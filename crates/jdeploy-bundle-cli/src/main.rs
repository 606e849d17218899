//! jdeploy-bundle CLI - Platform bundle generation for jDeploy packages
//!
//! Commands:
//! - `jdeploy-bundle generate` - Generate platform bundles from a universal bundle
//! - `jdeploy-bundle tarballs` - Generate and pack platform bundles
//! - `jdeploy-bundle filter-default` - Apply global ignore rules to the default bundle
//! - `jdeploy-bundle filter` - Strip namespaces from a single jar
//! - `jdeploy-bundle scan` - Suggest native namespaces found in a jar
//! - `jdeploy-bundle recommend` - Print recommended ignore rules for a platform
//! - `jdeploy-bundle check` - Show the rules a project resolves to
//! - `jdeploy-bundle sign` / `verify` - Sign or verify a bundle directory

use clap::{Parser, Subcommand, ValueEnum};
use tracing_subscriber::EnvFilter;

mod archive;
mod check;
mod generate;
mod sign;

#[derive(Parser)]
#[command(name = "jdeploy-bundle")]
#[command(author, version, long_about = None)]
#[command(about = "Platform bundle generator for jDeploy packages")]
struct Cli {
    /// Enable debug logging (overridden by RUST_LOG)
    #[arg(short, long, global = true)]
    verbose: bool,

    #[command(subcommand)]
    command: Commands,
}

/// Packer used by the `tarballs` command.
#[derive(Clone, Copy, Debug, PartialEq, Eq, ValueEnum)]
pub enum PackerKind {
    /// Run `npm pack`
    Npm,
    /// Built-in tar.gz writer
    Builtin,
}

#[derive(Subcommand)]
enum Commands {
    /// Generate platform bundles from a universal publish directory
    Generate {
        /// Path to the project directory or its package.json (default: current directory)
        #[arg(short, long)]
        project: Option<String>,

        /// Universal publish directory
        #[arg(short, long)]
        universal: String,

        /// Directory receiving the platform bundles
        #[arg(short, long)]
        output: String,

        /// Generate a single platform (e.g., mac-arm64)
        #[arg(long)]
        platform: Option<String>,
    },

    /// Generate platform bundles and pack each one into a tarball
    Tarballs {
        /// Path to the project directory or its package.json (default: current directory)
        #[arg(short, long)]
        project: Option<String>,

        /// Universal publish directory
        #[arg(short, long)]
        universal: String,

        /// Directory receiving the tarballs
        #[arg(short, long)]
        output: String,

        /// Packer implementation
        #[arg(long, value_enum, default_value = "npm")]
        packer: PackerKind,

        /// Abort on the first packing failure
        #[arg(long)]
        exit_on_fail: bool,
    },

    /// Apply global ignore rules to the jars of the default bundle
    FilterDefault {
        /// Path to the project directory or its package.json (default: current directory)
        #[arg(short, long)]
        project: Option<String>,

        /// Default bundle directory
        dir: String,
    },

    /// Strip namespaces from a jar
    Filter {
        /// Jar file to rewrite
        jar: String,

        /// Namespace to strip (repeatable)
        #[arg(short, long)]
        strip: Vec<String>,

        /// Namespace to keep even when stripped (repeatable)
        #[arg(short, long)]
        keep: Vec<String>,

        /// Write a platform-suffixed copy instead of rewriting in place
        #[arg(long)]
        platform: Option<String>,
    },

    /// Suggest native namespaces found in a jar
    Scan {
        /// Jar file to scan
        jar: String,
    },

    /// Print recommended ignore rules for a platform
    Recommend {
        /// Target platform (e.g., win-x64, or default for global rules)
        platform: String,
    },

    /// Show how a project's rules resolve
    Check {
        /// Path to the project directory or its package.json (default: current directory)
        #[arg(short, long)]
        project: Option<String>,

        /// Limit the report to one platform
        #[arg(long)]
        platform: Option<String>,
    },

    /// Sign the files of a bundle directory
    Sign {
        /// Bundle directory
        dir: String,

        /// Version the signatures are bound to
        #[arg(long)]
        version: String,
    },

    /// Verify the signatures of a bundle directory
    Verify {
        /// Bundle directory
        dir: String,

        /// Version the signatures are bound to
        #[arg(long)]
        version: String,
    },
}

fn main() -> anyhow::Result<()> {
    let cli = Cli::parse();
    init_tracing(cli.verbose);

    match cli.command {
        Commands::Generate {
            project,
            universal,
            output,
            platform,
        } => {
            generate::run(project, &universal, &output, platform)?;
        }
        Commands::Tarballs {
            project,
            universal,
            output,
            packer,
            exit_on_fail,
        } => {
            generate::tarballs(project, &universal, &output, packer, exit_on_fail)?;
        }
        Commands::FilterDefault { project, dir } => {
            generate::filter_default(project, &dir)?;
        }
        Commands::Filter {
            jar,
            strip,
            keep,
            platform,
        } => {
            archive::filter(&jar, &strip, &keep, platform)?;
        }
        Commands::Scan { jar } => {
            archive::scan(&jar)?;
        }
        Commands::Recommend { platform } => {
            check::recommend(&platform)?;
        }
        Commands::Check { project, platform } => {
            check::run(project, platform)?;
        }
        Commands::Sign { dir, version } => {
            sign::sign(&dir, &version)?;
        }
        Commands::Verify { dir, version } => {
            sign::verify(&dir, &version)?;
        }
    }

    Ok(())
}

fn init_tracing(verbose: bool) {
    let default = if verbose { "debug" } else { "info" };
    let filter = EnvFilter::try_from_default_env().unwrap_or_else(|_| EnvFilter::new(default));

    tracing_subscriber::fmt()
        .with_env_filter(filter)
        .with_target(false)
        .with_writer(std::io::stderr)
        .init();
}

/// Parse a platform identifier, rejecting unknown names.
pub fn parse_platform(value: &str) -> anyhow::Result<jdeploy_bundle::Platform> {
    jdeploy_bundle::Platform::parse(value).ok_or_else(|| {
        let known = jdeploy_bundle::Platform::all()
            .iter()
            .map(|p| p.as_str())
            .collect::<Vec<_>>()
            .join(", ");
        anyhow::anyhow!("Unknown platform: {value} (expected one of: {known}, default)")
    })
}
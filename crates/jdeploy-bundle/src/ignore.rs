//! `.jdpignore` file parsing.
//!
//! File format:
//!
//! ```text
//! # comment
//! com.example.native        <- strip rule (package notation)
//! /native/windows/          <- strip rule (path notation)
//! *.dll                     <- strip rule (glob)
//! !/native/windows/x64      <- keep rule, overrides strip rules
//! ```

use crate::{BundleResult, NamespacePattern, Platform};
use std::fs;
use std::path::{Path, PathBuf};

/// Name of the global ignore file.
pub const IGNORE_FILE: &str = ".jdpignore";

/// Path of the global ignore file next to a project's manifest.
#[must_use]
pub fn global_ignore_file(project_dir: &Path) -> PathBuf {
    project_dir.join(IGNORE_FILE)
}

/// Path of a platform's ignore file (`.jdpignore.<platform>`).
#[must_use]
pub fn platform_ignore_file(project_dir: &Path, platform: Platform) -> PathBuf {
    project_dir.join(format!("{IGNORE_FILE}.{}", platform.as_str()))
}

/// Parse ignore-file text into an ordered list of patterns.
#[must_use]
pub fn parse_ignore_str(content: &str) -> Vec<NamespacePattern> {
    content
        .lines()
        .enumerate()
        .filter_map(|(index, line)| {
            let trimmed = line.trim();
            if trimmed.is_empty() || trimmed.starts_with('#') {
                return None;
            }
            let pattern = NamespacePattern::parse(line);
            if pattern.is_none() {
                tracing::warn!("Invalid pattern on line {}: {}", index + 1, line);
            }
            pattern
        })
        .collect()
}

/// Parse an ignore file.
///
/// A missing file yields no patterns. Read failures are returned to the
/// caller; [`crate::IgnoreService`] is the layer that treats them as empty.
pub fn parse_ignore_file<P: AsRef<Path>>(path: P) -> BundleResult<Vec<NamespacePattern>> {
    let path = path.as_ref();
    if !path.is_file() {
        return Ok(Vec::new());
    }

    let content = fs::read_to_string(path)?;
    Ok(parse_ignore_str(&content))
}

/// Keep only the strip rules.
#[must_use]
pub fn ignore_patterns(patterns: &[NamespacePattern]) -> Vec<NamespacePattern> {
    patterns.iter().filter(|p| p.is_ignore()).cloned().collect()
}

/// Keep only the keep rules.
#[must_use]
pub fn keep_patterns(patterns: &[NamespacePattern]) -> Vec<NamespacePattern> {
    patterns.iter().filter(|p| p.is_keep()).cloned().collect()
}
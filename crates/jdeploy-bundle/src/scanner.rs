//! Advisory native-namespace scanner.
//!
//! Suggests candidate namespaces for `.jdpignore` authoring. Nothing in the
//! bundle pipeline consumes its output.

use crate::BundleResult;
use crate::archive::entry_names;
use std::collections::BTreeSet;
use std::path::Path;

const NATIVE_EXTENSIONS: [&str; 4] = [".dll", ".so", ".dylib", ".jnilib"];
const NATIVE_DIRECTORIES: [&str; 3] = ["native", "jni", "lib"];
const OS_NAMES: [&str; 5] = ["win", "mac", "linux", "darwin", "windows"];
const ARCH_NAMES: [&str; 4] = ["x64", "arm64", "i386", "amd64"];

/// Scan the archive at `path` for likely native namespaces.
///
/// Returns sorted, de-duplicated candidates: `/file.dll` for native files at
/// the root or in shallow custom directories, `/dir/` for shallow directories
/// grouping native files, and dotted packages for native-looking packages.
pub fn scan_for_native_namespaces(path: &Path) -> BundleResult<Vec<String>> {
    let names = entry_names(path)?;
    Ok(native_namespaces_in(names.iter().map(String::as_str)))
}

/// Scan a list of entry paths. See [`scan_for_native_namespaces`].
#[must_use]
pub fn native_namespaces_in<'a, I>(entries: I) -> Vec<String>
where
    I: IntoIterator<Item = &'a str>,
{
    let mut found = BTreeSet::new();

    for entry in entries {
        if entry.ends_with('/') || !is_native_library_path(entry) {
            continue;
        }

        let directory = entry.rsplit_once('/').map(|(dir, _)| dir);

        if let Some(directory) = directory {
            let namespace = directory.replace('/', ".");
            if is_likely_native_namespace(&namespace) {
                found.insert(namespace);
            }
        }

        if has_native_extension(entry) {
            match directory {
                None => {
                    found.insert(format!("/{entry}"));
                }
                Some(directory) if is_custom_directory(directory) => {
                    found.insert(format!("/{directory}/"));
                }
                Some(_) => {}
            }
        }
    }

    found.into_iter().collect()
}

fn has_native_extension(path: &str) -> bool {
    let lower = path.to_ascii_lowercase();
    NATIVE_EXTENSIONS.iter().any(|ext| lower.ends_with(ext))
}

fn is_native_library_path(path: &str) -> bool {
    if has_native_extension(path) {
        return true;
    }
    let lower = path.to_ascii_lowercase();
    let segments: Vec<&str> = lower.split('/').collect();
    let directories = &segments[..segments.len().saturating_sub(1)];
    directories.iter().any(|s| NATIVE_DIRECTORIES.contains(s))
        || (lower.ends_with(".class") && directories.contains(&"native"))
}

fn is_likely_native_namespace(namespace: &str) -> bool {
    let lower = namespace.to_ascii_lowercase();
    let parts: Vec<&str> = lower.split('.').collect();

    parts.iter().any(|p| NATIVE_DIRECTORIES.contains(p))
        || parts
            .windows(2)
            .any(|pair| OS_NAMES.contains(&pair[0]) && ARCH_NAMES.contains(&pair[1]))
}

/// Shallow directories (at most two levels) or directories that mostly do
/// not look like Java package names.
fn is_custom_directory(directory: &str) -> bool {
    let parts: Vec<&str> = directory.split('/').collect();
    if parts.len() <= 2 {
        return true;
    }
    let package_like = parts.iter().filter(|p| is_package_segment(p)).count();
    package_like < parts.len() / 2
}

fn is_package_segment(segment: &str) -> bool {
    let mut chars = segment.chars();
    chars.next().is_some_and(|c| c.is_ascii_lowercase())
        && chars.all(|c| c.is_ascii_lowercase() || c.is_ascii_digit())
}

----------

**TRY IT**
Where does the string "const" occur in the material? Copy every line where it does.

**WRITTEN SOLUTION**
pub const IGNORE_FILE: &str = ".jdpignore";
const NATIVE_EXTENSIONS: [&str; 4] = [".dll", ".so", ".dylib", ".jnilib"];
const NATIVE_DIRECTORIES: [&str; 3] = ["native", "jni", "lib"];
const OS_NAMES: [&str; 5] = ["win", "mac", "linux", "darwin", "windows"];
const ARCH_NAMES: [&str; 4] = ["x64", "arm64", "i386", "amd64"];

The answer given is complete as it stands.